Don Xuno nos miraba divertido desde su lugarcito. Al parecer, la siesta lo había puesto todavía de mejor humor.
—¿Tons qué, don Xuno? —le pregunté, animado—. ¿A qué hora dijo que empieza el espectáculo?
—¿Cuál espectáculo, amigo? —preguntó el viejo, muy sonriente.
—¿Cómo que cuál? El del viaje en el tiempo. Ya son más de las doce y acá seguimos.
—¡Uuuuuuuuuuuuuuuuuu! Viaje en tiempo ya terminó —respondió entre risitas.
—¡Pero si no pasó nada! Además, usted estaba bien jetón.
—No, no jetón. Yo acá sentado, con ojo cerrado, rezando oración maya pa que fecha se moviera.
—¿Para que la fecha se moviera? —preguntó Martina—. Si ahí sigue la piedra y la inscripción está igual que antes.

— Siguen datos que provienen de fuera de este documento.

// Copyright (C) 2026 The Workbay Authors
// Use of this source code is governed by an MIT-style
// license that can be found in the LICENSE file or at
// https://opensource.org/licenses/MIT.

//! Job card mutations: intake, status transitions and the event log.

use diesel::SqliteConnection;
use diesel::prelude::*;
use tracing::{debug, info};
use workbay::{CoreError, TransitionCommand, TransitionResult, apply_transition};
use workbay_audit::{JobEvent, StatusChange};
use workbay_domain::{JobCard, JobStatus, TransitionTable, normalize_timestamp};

use crate::backend::sqlite::get_last_insert_rowid;
use crate::data_models::NewJobCard;
use crate::diesel_schema::{job_cards, job_events, job_status_history};
use crate::error::PersistenceError;
use crate::queries::jobs::get_job_card;

/// Registers a job card in the initial status.
///
/// `created_at` may carry any RFC 3339 offset; it is stored in UTC storage
/// format because breach detection compares it as text.
///
/// # Errors
///
/// Returns `PersistenceError::Rejected` if `created_at` is not an RFC 3339
/// timestamp, or an error if the insert fails (for example a duplicate job
/// number within the dealer).
pub fn create_job_card(
    conn: &mut SqliteConnection,
    job: &NewJobCard,
) -> Result<JobCard, PersistenceError> {
    let created_at: String = normalize_timestamp(&job.created_at).map_err(CoreError::from)?;

    diesel::insert_into(job_cards::table)
        .values((
            job_cards::dealer_id.eq(job.dealer_id),
            job_cards::job_number.eq(&job.job_number),
            job_cards::status.eq(JobStatus::initial().as_str()),
            job_cards::technician_id.eq(job.technician_id),
            job_cards::created_at.eq(&created_at),
            job_cards::updated_at.eq(&created_at),
        ))
        .execute(conn)
        .map_err(|e| PersistenceError::QueryFailed(format!("create_job_card: {e}")))?;

    let job_card_id: i64 = get_last_insert_rowid(conn)?;
    info!(job_card_id, dealer_id = job.dealer_id, "Created job card");

    get_job_card(conn, job_card_id)
}

/// Appends a status history entry.
///
/// # Errors
///
/// Returns an error if the insert fails.
pub fn insert_status_change(
    conn: &mut SqliteConnection,
    change: &StatusChange,
) -> Result<i64, PersistenceError> {
    diesel::insert_into(job_status_history::table)
        .values((
            job_status_history::job_card_id.eq(change.job_card_id),
            job_status_history::from_status.eq(change.from.as_str()),
            job_status_history::to_status.eq(change.to.as_str()),
            job_status_history::actor_id.eq(&change.actor.id),
            job_status_history::reason.eq(change.reason.as_deref()),
            job_status_history::metadata_json.eq(change.metadata_json()),
            job_status_history::created_at.eq(&change.occurred_at),
        ))
        .execute(conn)
        .map_err(|e| PersistenceError::QueryFailed(format!("insert_status_change: {e}")))?;

    get_last_insert_rowid(conn)
}

/// Appends a job event.
///
/// # Errors
///
/// Returns an error if the insert fails.
pub fn insert_job_event(
    conn: &mut SqliteConnection,
    event: &JobEvent,
) -> Result<i64, PersistenceError> {
    diesel::insert_into(job_events::table)
        .values((
            job_events::job_card_id.eq(event.job_card_id),
            job_events::event_type.eq(event.kind.as_str()),
            job_events::description.eq(&event.description),
            job_events::actor_id.eq(&event.actor.id),
            job_events::metadata_json.eq(event.metadata_json()),
            job_events::created_at.eq(&event.occurred_at),
        ))
        .execute(conn)
        .map_err(|e| PersistenceError::QueryFailed(format!("insert_job_event: {e}")))?;

    let event_id: i64 = get_last_insert_rowid(conn)?;
    debug!(event_id, job_card_id = event.job_card_id, kind = %event.kind, "Appended job event");
    Ok(event_id)
}

/// Moves a job card to a new status as one unit of work.
///
/// The job is re-read under the write lock, validated against `table`, and
/// the status update, history entry and status event are committed
/// together.
///
/// # Arguments
///
/// * `conn` - The database connection
/// * `table` - The transition table to validate against
/// * `job_card_id` - The job to transition
/// * `command` - The requested status, actor, reason and metadata
/// * `now` - Storage timestamp of the transition
///
/// # Errors
///
/// Returns `PersistenceError::NotFound` if the job does not exist,
/// `PersistenceError::Rejected` if the transition is not permitted, or a
/// database error. Nothing is written on error.
pub fn transition_job(
    conn: &mut SqliteConnection,
    table: &TransitionTable,
    job_card_id: i64,
    command: TransitionCommand,
    now: &str,
) -> Result<TransitionResult, PersistenceError> {
    conn.immediate_transaction(|conn| {
        let job: JobCard = get_job_card(conn, job_card_id)?;
        let result: TransitionResult = apply_transition(table, &job, command, now)?;

        diesel::update(job_cards::table.filter(job_cards::job_card_id.eq(job_card_id)))
            .set((
                job_cards::status.eq(result.new_job.status.as_str()),
                job_cards::updated_at.eq(&result.new_job.updated_at),
                job_cards::service_started_at.eq(result.new_job.service_started_at.as_deref()),
                job_cards::service_ended_at.eq(result.new_job.service_ended_at.as_deref()),
            ))
            .execute(conn)
            .map_err(|e| PersistenceError::QueryFailed(format!("transition_job: {e}")))?;

        let history_id: i64 = insert_status_change(conn, &result.status_change)?;
        insert_job_event(conn, &result.event)?;

        info!(
            job_card_id,
            history_id,
            from = %result.status_change.from,
            to = %result.status_change.to,
            "Transitioned job card"
        );

        Ok(result)
    })
}

/// Appends a caller-recorded event to an existing job.
///
/// # Errors
///
/// Returns `PersistenceError::NotFound` if the job does not exist, or a
/// database error.
pub fn record_job_event(
    conn: &mut SqliteConnection,
    event: &JobEvent,
) -> Result<i64, PersistenceError> {
    conn.immediate_transaction(|conn| {
        get_job_card(conn, event.job_card_id)?;
        insert_job_event(conn, event)
    })
}
// Copyright (C) 2026 The Workbay Authors
// Use of this source code is governed by an MIT-style
// license that can be found in the LICENSE file or at
// https://opensource.org/licenses/MIT.

#![allow(clippy::expect_used, clippy::unwrap_used)]

mod error;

—¡Uuuuuuuuuuuuuuuuu, no! Fecha movió, pero es que ustede, amigo, estaba plática y plática y no vieron fenómeno.
Nos miramos entre nosotros.
—¿Y a dónde se movió, si se puede saber?
—Pos a mero donde usté dijo, señito —contestó don Xuno, cada vez más divertido con nuestro desconcierto—. ¡Mil noveciento noventicuatro!
—¿Y cuándo dije yo eso?
—¡A la exactamente doce en punto, señorita! A mera hora de viaje en tiempo lo dijo usté, bien fuerte y bien clarito “año que mataron a Colosio”. Mil noveciento noventicuatro.
Todos nos volvimos a quedar callados. Como que, ahora sí, ya habíamos tenido suficiente de don Xuno y sus payasadas. Incorporándome y estirándome en mi lugar, exclamé:
—Pues… ¡Bienvenidos a 1994! Muchas gracias por la irrepetible experiencia, don. Acá tiene, mire, para que se eche unas cervecitas en nuestro honor.

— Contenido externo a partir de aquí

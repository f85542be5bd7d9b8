// Copyright (C) 2026 The Workbay Authors
// Use of this source code is governed by an MIT-style
// license that can be found in the LICENSE file or at
// https://opensource.org/licenses/MIT.

//! Job card lifecycle states.
//!
//! A job card moves through these states only via the transition
//! orchestrator. Which moves are legal is decided by the
//! [`TransitionTable`](crate::TransitionTable), not by this type.

use crate::error::DomainError;
use serde::{Deserialize, Serialize};
use std::str::FromStr;

/// Lifecycle status of a job card.
#[derive(Debug, Clone, Copy, PartialEq, Eq, PartialOrd, Ord, Hash, Serialize, Deserialize)]
#[serde(rename_all = "snake_case")]
pub enum JobStatus {
    /// Intake recorded, nothing inspected yet
    Created,
    /// Technician has diagnosed the vehicle
    Diagnosed,
    /// Estimate delivered to the customer
    EstimateSent,
    /// Customer approved the estimate
    CustomerApproved,
    /// Work is being performed
    InProgress,
    /// Work blocked on parts
    WaitingParts,
    /// Extra work discovered during service
    AdditionalWork,
    /// Awaiting quality-control review
    QcPending,
    /// Quality control passed
    QcApproved,
    /// Quality control failed, rework required
    QcRejected,
    /// Service finished
    Completed,
    /// Invoice issued
    Invoiced,
    /// Invoice settled
    Paid,
    /// Vehicle handed back to the customer
    Delivered,
    /// Job abandoned
    Cancelled,
    /// Job parked
    OnHold,
}

impl JobStatus {
    /// Every status, in lifecycle order.
    pub const ALL: [Self; 16] = [
        Self::Created,
        Self::Diagnosed,
        Self::EstimateSent,
        Self::CustomerApproved,
        Self::InProgress,
        Self::WaitingParts,
        Self::AdditionalWork,
        Self::QcPending,
        Self::QcApproved,
        Self::QcRejected,
        Self::Completed,
        Self::Invoiced,
        Self::Paid,
        Self::Delivered,
        Self::Cancelled,
        Self::OnHold,
    ];

    /// Returns the string representation of the status.
    ///
    /// This is used for persistence and API serialization.
    #[must_use]
    pub const fn as_str(&self) -> &'static str {
        match self {
            Self::Created => "created",
            Self::Diagnosed => "diagnosed",
            Self::EstimateSent => "estimate_sent",
            Self::CustomerApproved => "customer_approved",
            Self::InProgress => "in_progress",
            Self::WaitingParts => "waiting_parts",
            Self::AdditionalWork => "additional_work",
            Self::QcPending => "qc_pending",
            Self::QcApproved => "qc_approved",
            Self::QcRejected => "qc_rejected",
            Self::Completed => "completed",
            Self::Invoiced => "invoiced",
            Self::Paid => "paid",
            Self::Delivered => "delivered",
            Self::Cancelled => "cancelled",
            Self::OnHold => "on_hold",
        }
    }

    /// Parses a status from its string representation.
    ///
    /// # Errors
    ///
    /// Returns `DomainError::InvalidJobStatus` if the string is not a valid status.
    fn parse_str(s: &str) -> Result<Self, DomainError> {
        Self::ALL
            .iter()
            .copied()
            .find(|status| status.as_str() == s)
            .ok_or_else(|| DomainError::InvalidJobStatus {
                status: s.to_string(),
            })
    }

    /// The status every job card starts in.
    #[must_use]
    pub const fn initial() -> Self {
        Self::Created
    }

    /// Returns true if no further lifecycle movement is possible.
    #[must_use]
    pub const fn is_terminal(&self) -> bool {
        matches!(self, Self::Delivered | Self::Cancelled)
    }

    /// Returns true if entering this status closes the service window.
    #[must_use]
    pub const fn ends_service(&self) -> bool {
        matches!(self, Self::Completed | Self::Delivered)
    }
}

impl FromStr for JobStatus {
    type Err = DomainError;

    fn from_str(s: &str) -> Result<Self, Self::Err> {
        Self::parse_str(s)
    }
}

impl std::fmt::Display for JobStatus {
    fn fmt(&self, f: &mut std::fmt::Formatter<'_>) -> std::fmt::Result {
        f.write_str(self.as_str())
    }
}
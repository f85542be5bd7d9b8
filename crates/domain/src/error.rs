// Copyright (C) 2026 The Workbay Authors
// Use of this source code is governed by an MIT-style
// license that can be found in the LICENSE file or at
// https://opensource.org/licenses/MIT.

use crate::job_status::JobStatus;
use crate::types::EscalationStatus;

/// Errors that can occur during domain validation.
#[derive(Debug, Clone, PartialEq, Eq)]
pub enum DomainError {
    /// A job status name is not recognized.
    InvalidJobStatus {
        /// The rejected status string.
        status: String,
    },
    /// The requested status change is not in the transition table.
    InvalidTransition {
        /// The job's current status.
        from: JobStatus,
        /// The requested status.
        to: JobStatus,
        /// The legal successors of `from`.
        allowed: Vec<JobStatus>,
    },
    /// A quantity must be a positive integer.
    InvalidQuantity {
        /// The rejected quantity.
        quantity: u32,
    },
    /// Not enough stock to satisfy an issue.
    InsufficientStock {
        /// The variant being issued.
        variant_id: i64,
        /// The quantity requested.
        requested: u32,
        /// The quantity currently in stock.
        available: u32,
    },
    /// A return exceeds what remains on the usage record.
    OverReturn {
        /// The usage record.
        usage_id: i64,
        /// The quantity requested for return.
        requested: u32,
        /// The quantity still held by the job.
        remaining: u32,
    },
    /// A price computation overflowed.
    PriceOverflow {
        /// The quantity involved.
        quantity: u32,
        /// The unit price involved.
        unit_price_cents: i64,
    },
    /// A stock counter would leave its representable range.
    StockOverflow {
        /// The variant whose counter overflowed.
        variant_id: i64,
    },
    /// The variant belongs to a different dealer than the job.
    DealerMismatch {
        /// The job's dealer.
        job_dealer_id: i64,
        /// The variant's dealer.
        variant_dealer_id: i64,
    },
    /// The cost-basis strategy is not `FIFO` or `LIFO`.
    InvalidCostBasisStrategy(String),
    /// The batch status is not recognized.
    InvalidBatchStatus(String),
    /// The escalation status is not recognized.
    InvalidEscalationStatus(String),
    /// The escalation status change is not permitted.
    InvalidEscalationTransition {
        /// The current status.
        from: EscalationStatus,
        /// The requested status.
        to: EscalationStatus,
    },
    /// An escalation rule condition payload is malformed.
    InvalidEscalationCondition {
        /// Why the payload was rejected.
        reason: String,
    },
    /// A job event type is not recognized.
    InvalidJobEventType(String),
    /// The job event type is written only by the core itself.
    ReservedJobEventType(String),
    /// A timestamp could not be formatted or parsed.
    InvalidTimestamp {
        /// The offending value.
        value: String,
        /// The underlying error message.
        error: String,
    },
}

fn join_statuses(statuses: &[JobStatus]) -> String {
    if statuses.is_empty() {
        return String::from("none");
    }
    statuses
        .iter()
        .map(JobStatus::as_str)
        .collect::<Vec<_>>()
        .join(", ")
}

impl std::fmt::Display for DomainError {
    fn fmt(&self, f: &mut std::fmt::Formatter<'_>) -> std::fmt::Result {
        match self {
            Self::InvalidJobStatus { status } => write!(f, "Invalid job status: '{status}'"),
            Self::InvalidTransition { from, to, allowed } => {
                write!(
                    f,
                    "Cannot transition job from '{from}' to '{to}'. Allowed: {}",
                    join_statuses(allowed)
                )
            }
            Self::InvalidQuantity { quantity } => {
                write!(f, "Invalid quantity: {quantity}. Must be greater than 0")
            }
            Self::InsufficientStock {
                variant_id,
                requested,
                available,
            } => {
                write!(
                    f,
                    "Insufficient stock for variant {variant_id}: requested {requested}, available {available}"
                )
            }
            Self::OverReturn {
                usage_id,
                requested,
                remaining,
            } => {
                write!(
                    f,
                    "Cannot return {requested} units on usage {usage_id}: only {remaining} issued"
                )
            }
            Self::PriceOverflow {
                quantity,
                unit_price_cents,
            } => {
                write!(
                    f,
                    "Price overflow computing {quantity} x {unit_price_cents} cents"
                )
            }
            Self::StockOverflow { variant_id } => {
                write!(f, "Stock counter overflow for variant {variant_id}")
            }
            Self::DealerMismatch {
                job_dealer_id,
                variant_dealer_id,
            } => {
                write!(
                    f,
                    "Variant belongs to dealer {variant_dealer_id}, job belongs to dealer {job_dealer_id}"
                )
            }
            Self::InvalidCostBasisStrategy(s) => {
                write!(f, "Invalid cost-basis strategy: '{s}'. Must be FIFO or LIFO")
            }
            Self::InvalidBatchStatus(s) => write!(f, "Invalid batch status: '{s}'"),
            Self::InvalidEscalationStatus(s) => write!(f, "Invalid escalation status: '{s}'"),
            Self::InvalidEscalationTransition { from, to } => {
                write!(
                    f,
                    "Cannot move escalation from '{}' to '{}'",
                    from.as_str(),
                    to.as_str()
                )
            }
            Self::InvalidEscalationCondition { reason } => {
                write!(f, "Invalid escalation condition: {reason}")
            }
            Self::InvalidJobEventType(s) => write!(f, "Invalid job event type: '{s}'"),
            Self::ReservedJobEventType(s) => {
                write!(f, "Job event type '{s}' is recorded by the system only")
            }
            Self::InvalidTimestamp { value, error } => {
                write!(f, "Invalid timestamp '{value}': {error}")
            }
        }
    }
}

impl std::error::Error for DomainError {}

Le extendí al viejo un billete de doscientos pesos, que tomó sin ninguna vacilación. Se lo guardó en el morralito, y viéndonos a los tres con sus sonrientes ojillos, dijo a manera de despedida.
—Ya sabe amigo, cuando quiera ustede regresar, conoce dónde encontrarme. Nomás me viene ustede a buscar en diciembre, mera entrada de invierno.
Salimos gateando del montículo.
Afuera, 1994 se veía exactamente igual que cuando entramos.